Vaktiyle hırsızın biri, bir bahçeye girer. Bahçede en güzel meyve ağacının başına çıkar, meyvelerin iyi ve olmuşlarına uzanamaz. Dalları silkeleyerek meyveleri yere dökmeye başlar. Dalların hışırtısından bahçe sahibi durumu görür, koşarak ağacının yanına gelir. Adama bağırır: – Hey be adam, ne yapıyorsun? Kimsin? Bütün meyvelerim yere serildi. Allah’tan korkmaz mısın? Bahçemdeki meyveleri mahvediyorsun. Ağaçtaki hırsız hiç oralı olmaksızın sanki kendi malıymış gibi konuşur: – Ne bağırıyorsun be adam? Tanrı’nın bağından, Tanrı’nın kulu bir meyve yerse bu suç mu dur? Nedir yani, ne demek istiyorsun ? Bahçe sahibi öfkelidir; – İn bakalım ağaçtan aşağıya, in de görüşelim! Hırsız adam iner, bahçe sahibi, hırsızın elini kolunu güzelce bağlar. Hizmetçisini çağırır emir verir; – Al şu sopayı; vur şu adama! Hizmetçi sopayı vurdukça, hırsız da bağırır çağırır ve feryat, figan eder; – Aman efendim ne olur? Yapmayın, etmeyin. Allah’tan korkun! Bahçe sahibi konuşur; – Ne bağırıp çağırıyorsun be adam ! Sopa Allah’ın sopası, vuran da Allah’ın bir kulu, Allah’ın bir buyruğunu yerine getiriyor, bunun ne günahı var?
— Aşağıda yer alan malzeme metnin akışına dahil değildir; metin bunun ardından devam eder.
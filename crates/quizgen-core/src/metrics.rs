//! Per-question usage metrics and their JSON persistence.

use std::collections::BTreeMap;
use std::path::Path;

use serde::{Deserialize, Serialize};

use crate::error::{QuizError, Result};
use crate::model::QuestionId;
use crate::session::QuizRunner;

/// How often a question was asked and answered correctly.
#[derive(Debug, Clone, Copy, Default, PartialEq, Eq, Serialize, Deserialize)]
pub struct QuestionStats {
    pub asked: u64,
    pub correct: u64,
}

impl QuestionStats {
    /// Fraction answered correctly, `0.0` if never asked.
    pub fn accuracy(&self) -> f64 {
        if self.asked == 0 {
            0.0
        } else {
            self.correct as f64 / self.asked as f64
        }
    }
}

/// Counters keyed by question id. Serializes as a plain JSON object.
#[derive(Debug, Clone, Default, PartialEq, Eq, Serialize, Deserialize)]
#[serde(transparent)]
pub struct Metrics {
    entries: BTreeMap<QuestionId, QuestionStats>,
}

impl Metrics {
    pub fn new() -> Self {
        Self::default()
    }

    /// Count one attempt at `id`.
    pub fn record(&mut self, id: QuestionId, correct: bool) {
        let stats = self.entries.entry(id).or_default();
        stats.asked += 1;
        if correct {
            stats.correct += 1;
        }
    }

    pub fn get(&self, id: QuestionId) -> Option<QuestionStats> {
        self.entries.get(&id).copied()
    }

    /// Accuracy for one question, if it was ever asked.
    pub fn accuracy(&self, id: QuestionId) -> Option<f64> {
        self.get(id).map(|s| s.accuracy())
    }

    /// Add every counter in `other` to this one.
    pub fn merge(&mut self, other: &Metrics) {
        for (id, stats) in &other.entries {
            let entry = self.entries.entry(*id).or_default();
            entry.asked += stats.asked;
            entry.correct += stats.correct;
        }
    }

    pub fn iter(&self) -> impl Iterator<Item = (QuestionId, QuestionStats)> + '_ {
        self.entries.iter().map(|(id, s)| (*id, *s))
    }

    pub fn len(&self) -> usize {
        self.entries.len()
    }

    pub fn is_empty(&self) -> bool {
        self.entries.is_empty()
    }

    /// Total attempts across all questions.
    pub fn total_asked(&self) -> u64 {
        self.entries.values().map(|s| s.asked).sum()
    }

    /// Total correct answers across all questions.
    pub fn total_correct(&self) -> u64 {
        self.entries.values().map(|s| s.correct).sum()
    }

    /// Save the counters as pretty JSON.
    pub fn save(&self, path: &Path) -> Result<()> {
        let json = serde_json::to_string_pretty(self)
            .map_err(|e| QuizError::format("metrics", e.to_string()))?;
        if let Some(parent) = path.parent().filter(|p| !p.as_os_str().is_empty()) {
            std::fs::create_dir_all(parent).map_err(|e| QuizError::io(parent, e))?;
        }
        std::fs::write(path, json).map_err(|e| QuizError::io(path, e))?;
        tracing::info!(
            "saved metrics for {} questions to {}",
            self.len(),
            path.display()
        );
        Ok(())
    }

    /// Load counters saved by [`Metrics::save`].
    pub fn load(path: &Path) -> Result<Self> {
        let content = std::fs::read_to_string(path).map_err(|e| QuizError::io(path, e))?;
        let source_name = path.display().to_string();
        let metrics: Metrics = serde_json::from_str(&content)
            .map_err(|e| QuizError::format(&source_name, e.to_string()))?;

        if let Some((id, s)) = metrics.iter().find(|(_, s)| s.correct > s.asked) {
            return Err(QuizError::format(
                source_name,
                format!(
                    "question {id}: correct ({}) exceeds asked ({})",
                    s.correct, s.asked
                ),
            ));
        }

        tracing::info!(
            "loaded metrics for {} questions from {}",
            metrics.len(),
            path.display()
        );
        Ok(metrics)
    }
}

/// Write the runner's counters to `path`.
pub fn save_metrics(runner: &QuizRunner, path: &Path) -> Result<()> {
    runner.metrics().save(path)
}

/// Read counters previously written by [`save_metrics`].
pub fn load_metrics(path: &Path) -> Result<Metrics> {
    Metrics::load(path)
}

#[cfg(test)]
mod tests {
    use super::*;

    fn sample() -> Metrics {
        let mut m = Metrics::new();
        m.record(1, true);
        m.record(1, false);
        m.record(2, false);
        m.record(10, true);
        m
    }

    #[test]
    fn record_counts_asked_and_correct() {
        let m = sample();
        assert_eq!(m.get(1), Some(QuestionStats { asked: 2, correct: 1 }));
        assert_eq!(m.get(2), Some(QuestionStats { asked: 1, correct: 0 }));
        assert_eq!(m.get(3), None);
        assert_eq!(m.total_asked(), 4);
        assert_eq!(m.total_correct(), 2);
        assert_eq!(m.accuracy(1), Some(0.5));
    }

    #[test]
    fn save_then_load_is_identical() {
        let dir = tempfile::tempdir().unwrap();
        let path = dir.path().join("nested").join("metrics.json");
        let m = sample();
        m.save(&path).unwrap();
        assert_eq!(Metrics::load(&path).unwrap(), m);
    }

    #[test]
    fn file_is_an_object_keyed_by_id() {
        let json = serde_json::to_value(sample()).unwrap();
        assert_eq!(json["10"]["asked"], 1);
        assert_eq!(json["1"]["correct"], 1);
    }

    #[test]
    fn merge_sums_counters() {
        let mut a = sample();
        let mut b = Metrics::new();
        b.record(1, true);
        b.record(3, true);
        a.merge(&b);
        assert_eq!(a.get(1), Some(QuestionStats { asked: 3, correct: 2 }));
        assert_eq!(a.get(3), Some(QuestionStats { asked: 1, correct: 1 }));
        assert_eq!(a.len(), 4);
    }

    #[test]
    fn missing_file_is_io_error() {
        let dir = tempfile::tempdir().unwrap();
        let err = Metrics::load(&dir.path().join("nope.json")).unwrap_err();
        assert!(matches!(err, QuizError::Io { .. }));
    }

    #[test]
    fn corrupt_file_is_format_error() {
        let dir = tempfile::tempdir().unwrap();
        let path = dir.path().join("metrics.json");

        std::fs::write(&path, "{\"1\": {\"asked\": 1").unwrap();
        assert!(matches!(
            Metrics::load(&path).unwrap_err(),
            QuizError::Format { .. }
        ));

        std::fs::write(&path, r#"{"1": {"asked": 1, "correct": 2}}"#).unwrap();
        let err = Metrics::load(&path).unwrap_err();
        assert!(err.to_string().contains("exceeds asked"));
    }
}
Allah’tan korkmayandan her türlü kötülük beklenebilir, onun bir zararı dokunmasın diye böyle kimselerden korkmak gerekir. Allah’tan korkandan ise ne bize ne başkalarına zarar gelir. Ondan bir zarar gelecek diye asla korkmayız. Hırsızlık yapmaz çalmaz, çırpmaz, hak yemez, hukuk ve adalette öncüdür, örnektir. Başkalarının ırzına, namusuna göz dikmez, çünkü Allah’tan korkar.
zalimlerden ise, bize zararları dokunur diye korkacağız. Allah’tan korkanların bize zararları dokunmayacağı için onlardan korkmayız.
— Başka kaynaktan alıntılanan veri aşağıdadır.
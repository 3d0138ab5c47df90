pub mod dstation;
pub mod prophet08;
pub mod remote_sl;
Toplumun bilinçaltı kodlarıyla oynanarak her çeşit şiddeti körüklüyor. Medyanın ve teknolojinin kötü amaçla kullanımı insanları suç makinesi haline getirdi. Bu nedenle önce medyayı kötülüklerden temizlemek ve iyilik programları yüklemek gerekiyor. Medya ve teknoloji bizi biz yapan değerlerimizi bozup dağıtıyor.

İnsanlık tarihi savaşlarla dop doludur aynı zamanda kötülüklerle  iyiliğin, kötülerle iyilerin savaşının tarihidir. Her çeşit kötülük şeytanın, iyilik ve güzellikse Allah'ın emri ilahisidir. Sosyal, ahlaki, vicdani, dini, milli değerleri yok etmek isteyenlerle bu değerlere sahip çıkanların savaşı şimdiye kadar sürmüş, bundan sonra da böylece devam edecektir.

Allah korkusu dünyevi korkulardan farklıdır. Kuran’da Allah korkusu, ‘haşyet’ kelimesiyle ifade edilir.  Bu kelime, ‘içi titreyerek saygı duyma’ anlamındadır. Allah’ın dünyada yarattığı imtihan ortamında, bu korku inanan insanın en önemli desteğidir. Çünkü Allah korkusu, inanan insanı her an şuurlu, şeytana ve kendi nefsinin istek ve tutkularına karşı daima hazırlıkta olmasını sağlar. Bu, diğer korkulara benzemeyen, insana acizliğini ve kulluğunu hatırlatan bir korkudur. Allah Kuran’da,  Kendisinden korkup-sakınmalarını tüm inananlara emretmiştir; “Ey iman edenler, Allah’tan korkup-sakının ve (sizi ) O’na (yaklaştıracak) vesile arayın; O’nun yolunda  cihad edin, umulur ki kurtuluşa erersiniz.”(Maide S.35)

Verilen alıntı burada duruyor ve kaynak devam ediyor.